— PROBLEM STATEMENT —
Output all entries below exactly as they are given.

— THE RECORDS —
──────────────────────────────

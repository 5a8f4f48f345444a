// INCLUDE/EXCLUDE projection (§4.7 step 6). Field lists are colon-paths
// that may contain a single `*` wildcard segment matching every key at
// that depth; INCLUDE keeps only the named paths, EXCLUDE removes them
// and keeps everything else.

use indexmap::IndexMap;
use mgin_base::Value;

pub fn project(row: &Value, include: &Option<Vec<String>>, exclude: &Option<Vec<String>>) -> Value {
    if let Some(fields) = include {
        return project_include(row, fields);
    }
    if let Some(fields) = exclude {
        return project_exclude(row, fields);
    }
    row.clone()
}

fn project_include(row: &Value, fields: &[String]) -> Value {
    let obj = match row.as_object() {
        Some(o) => o,
        None => return row.clone(),
    };
    let mut result = IndexMap::new();
    for f in fields {
        let segs: Vec<&str> = f.split(':').collect();
        include_path(obj, &mut result, &segs);
    }
    Value::Object(result)
}

fn include_path(source: &IndexMap<String, Value>, dest: &mut IndexMap<String, Value>, segs: &[&str]) {
    if segs.is_empty() {
        return;
    }
    let seg = segs[0];
    if seg == "*" {
        for (k, v) in source.iter() {
            if segs.len() == 1 {
                dest.insert(k.clone(), v.clone());
            } else if let Value::Object(sub) = v {
                let entry = dest.entry(k.clone()).or_insert_with(Value::object);
                if let Value::Object(sub_dest) = entry {
                    include_path(sub, sub_dest, &segs[1..]);
                }
            }
        }
        return;
    }
    let Some(v) = source.get(seg) else { return };
    if segs.len() == 1 {
        dest.insert(seg.to_string(), v.clone());
    } else if let Value::Object(sub) = v {
        let entry = dest.entry(seg.to_string()).or_insert_with(Value::object);
        if let Value::Object(sub_dest) = entry {
            include_path(sub, sub_dest, &segs[1..]);
        }
    }
}

fn project_exclude(row: &Value, fields: &[String]) -> Value {
    let obj = match row.as_object() {
        Some(o) => o.clone(),
        None => return row.clone(),
    };
    let mut cur = obj;
    for f in fields {
        let segs: Vec<&str> = f.split(':').collect();
        cur = exclude_path(&cur, &segs);
    }
    Value::Object(cur)
}

fn exclude_path(source: &IndexMap<String, Value>, segs: &[&str]) -> IndexMap<String, Value> {
    let mut result = source.clone();
    if segs.is_empty() {
        return result;
    }
    let seg = segs[0];
    if seg == "*" {
        if segs.len() == 1 {
            result.clear();
        } else {
            for (k, v) in source.iter() {
                if let Value::Object(sub) = v {
                    result.insert(k.clone(), Value::Object(exclude_path(sub, &segs[1..])));
                }
            }
        }
        return result;
    }
    if segs.len() == 1 {
        result.shift_remove(seg);
    } else if let Some(Value::Object(sub)) = source.get(seg) {
        result.insert(seg.to_string(), Value::Object(exclude_path(sub, &segs[1..])));
    }
    result
}

#[cfg(test)]
mod tests {
    use super::*;

    fn row() -> Value {
        let mut inner = IndexMap::new();
        inner.insert("city".to_string(), Value::Str("Rio".into()));
        inner.insert("zip".to_string(), Value::Str("20000".into()));
        let mut m = IndexMap::new();
        m.insert("key".to_string(), Value::Str("1".into()));
        m.insert("name".to_string(), Value::Str("Ana".into()));
        m.insert("age".to_string(), Value::Int(30));
        m.insert("address".to_string(), Value::Object(inner));
        Value::Object(m)
    }

    #[test]
    fn include_keeps_only_named_top_level_fields() {
        let out = project_include(&row(), &["name".to_string(), "age".to_string()]);
        let obj = out.as_object().unwrap();
        assert_eq!(obj.len(), 2);
        assert_eq!(obj.get("name"), Some(&Value::Str("Ana".into())));
    }

    #[test]
    fn include_descends_into_nested_field() {
        let out = project_include(&row(), &["address:city".to_string()]);
        let obj = out.as_object().unwrap();
        let addr = obj.get("address").unwrap().as_object().unwrap();
        assert_eq!(addr.len(), 1);
        assert_eq!(addr.get("city"), Some(&Value::Str("Rio".into())));
    }

    #[test]
    fn exclude_removes_named_field_and_keeps_rest() {
        let out = project_exclude(&row(), &["age".to_string()]);
        let obj = out.as_object().unwrap();
        assert!(!obj.contains_key("age"));
        assert!(obj.contains_key("name"));
    }

    #[test]
    fn exclude_nested_field_keeps_siblings() {
        let out = project_exclude(&row(), &["address:zip".to_string()]);
        let obj = out.as_object().unwrap();
        let addr = obj.get("address").unwrap().as_object().unwrap();
        assert!(!addr.contains_key("zip"));
        assert!(addr.contains_key("city"));
    }

    #[test]
    fn wildcard_include_expands_every_sibling() {
        let mut a = IndexMap::new();
        a.insert("x".to_string(), Value::Int(1));
        let mut b = IndexMap::new();
        b.insert("x".to_string(), Value::Int(2));
        let mut m = IndexMap::new();
        m.insert("a".to_string(), Value::Object(a));
        m.insert("b".to_string(), Value::Object(b));
        let row = Value::Object(m);
        let out = project_include(&row, &["*:x".to_string()]);
        let obj = out.as_object().unwrap();
        assert_eq!(obj.get("a").unwrap().as_object().unwrap().get("x"), Some(&Value::Int(1)));
        assert_eq!(obj.get("b").unwrap().as_object().unwrap().get("x"), Some(&Value::Int(2)));
    }
}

──────────────────────────────

— ANSWER TO THIS PROBLEM —
repository 5a8f4f48f345444a
// INCLUDE/EXCLUDE projection (§4.7 step 6). Field lists are colon-paths
// that may contain a single `*` wildcard segment matching every key at
// that depth; INCLUDE keeps only the named paths, EXCLUDE removes them
// and keeps everything else.

use indexmap::IndexMap;
use mgin_base::Value;

pub fn project(row: &Value, include: &Option<Vec<String>>, exclude: &Option<Vec<String>>) -> Value {
    if let Some(fields) = include {
        return project_include(row, fields);
    }
    if let Some(fields) = exclude {
        return project_exclude(row, fields);
    }
    row.clone()
}

fn project_include(row: &Value, fields: &[String]) -> Value {
    let obj = match row.as_object() {
        Some(o) => o,
        None => return row.clone(),
    };
    let mut result = IndexMap::new();
    for f in fields {
        let segs: Vec<&str> = f.split(':').collect();
        include_path(obj, &mut result, &segs);
    }
    Value::Object(result)
}

fn include_path(source: &IndexMap<String, Value>, dest: &mut IndexMap<String, Value>, segs: &[&str]) {
    if segs.is_empty() {
        return;
    }
    let seg = segs[0];
    if seg == "*" {
        for (k, v) in source.iter() {
            if segs.len() == 1 {
                dest.insert(k.clone(), v.clone());
            } else if let Value::Object(sub) = v {
                let entry = dest.entry(k.clone()).or_insert_with(Value::object);
                if let Value::Object(sub_dest) = entry {
                    include_path(sub, sub_dest, &segs[1..]);
                }
            }
        }
        return;
    }
    let Some(v) = source.get(seg) else { return };
    if segs.len() == 1 {
        dest.insert(seg.to_string(), v.clone());
    } else if let Value::Object(sub) = v {
        let entry = dest.entry(seg.to_string()).or_insert_with(Value::object);
        if let Value::Object(sub_dest) = entry {
            include_path(sub, sub_dest, &segs[1..]);
        }
    }
}

fn project_exclude(row: &Value, fields: &[String]) -> Value {
    let obj = match row.as_object() {
        Some(o) => o.clone(),
        None => return row.clone(),
    };
    let mut cur = obj;
    for f in fields {
        let segs: Vec<&str> = f.split(':').collect();
        cur = exclude_path(&cur, &segs);
    }
    Value::Object(cur)
}

fn exclude_path(source: &IndexMap<String, Value>, segs: &[&str]) -> IndexMap<String, Value> {
    let mut result = source.clone();
    if segs.is_empty() {
        return result;
    }
    let seg = segs[0];
    if seg == "*" {
        if segs.len() == 1 {
            result.clear();
        } else {
            for (k, v) in source.iter() {
                if let Value::Object(sub) = v {
                    result.insert(k.clone(), Value::Object(exclude_path(sub, &segs[1..])));
                }
            }
        }
        return result;
    }
    if segs.len() == 1 {
        result.shift_remove(seg);
    } else if let Some(Value::Object(sub)) = source.get(seg) {
        result.insert(seg.to_string(), Value::Object(exclude_path(sub, &segs[1..])));
    }
    result
}

#[cfg(test)]
mod tests {
    use super::*;

    fn row() -> Value {
        let mut inner = IndexMap::new();
        inner.insert("city".to_string(), Value::Str("Rio".into()));
        inner.insert("zip".to_string(), Value::Str("20000".into()));
        let mut m = IndexMap::new();
        m.insert("key".to_string(), Value::Str("1".into()));
        m.insert("name".to_string(), Value::Str("Ana".into()));
        m.insert("age".to_string(), Value::Int(30));
        m.insert("address".to_string(), Value::Object(inner));
        Value::Object(m)
    }

    #[test]
    fn include_keeps_only_named_top_level_fields() {
        let out = project_include(&row(), &["name".to_string(), "age".to_string()]);
        let obj = out.as_object().unwrap();
        assert_eq!(obj.len(), 2);
        assert_eq!(obj.get("name"), Some(&Value::Str("Ana".into())));
    }

    #[test]
    fn include_descends_into_nested_field() {
        let out = project_include(&row(), &["address:city".to_string()]);
        let obj = out.as_object().unwrap();
        let addr = obj.get("address").unwrap().as_object().unwrap();
        assert_eq!(addr.len(), 1);
        assert_eq!(addr.get("city"), Some(&Value::Str("Rio".into())));
    }

    #[test]
    fn exclude_removes_named_field_and_keeps_rest() {
        let out = project_exclude(&row(), &["age".to_string()]);
        let obj = out.as_object().unwrap();
        assert!(!obj.contains_key("age"));
        assert!(obj.contains_key("name"));
    }

    #[test]
    fn exclude_nested_field_keeps_siblings() {
        let out = project_exclude(&row(), &["address:zip".to_string()]);
        let obj = out.as_object().unwrap();
        let addr = obj.get("address").unwrap().as_object().unwrap();
        assert!(!addr.contains_key("zip"));
        assert!(addr.contains_key("city"));
    }

    #[test]
    fn wildcard_include_expands_every_sibling() {
        let mut a = IndexMap::new();
        a.insert("x".to_string(), Value::Int(1));
        let mut b = IndexMap::new();
        b.insert("x".to_string(), Value::Int(2));
        let mut m = IndexMap::new();
        m.insert("a".to_string(), Value::Object(a));
        m.insert("b".to_string(), Value::Object(b));
        let row = Value::Object(m);
        let out = project_include(&row, &["*:x".to_string()]);
        let obj = out.as_object().unwrap();
        assert_eq!(obj.get("a").unwrap().as_object().unwrap().get("x"), Some(&Value::Int(1)));
        assert_eq!(obj.get("b").unwrap().as_object().unwrap().get("x"), Some(&Value::Int(2)));
    }
}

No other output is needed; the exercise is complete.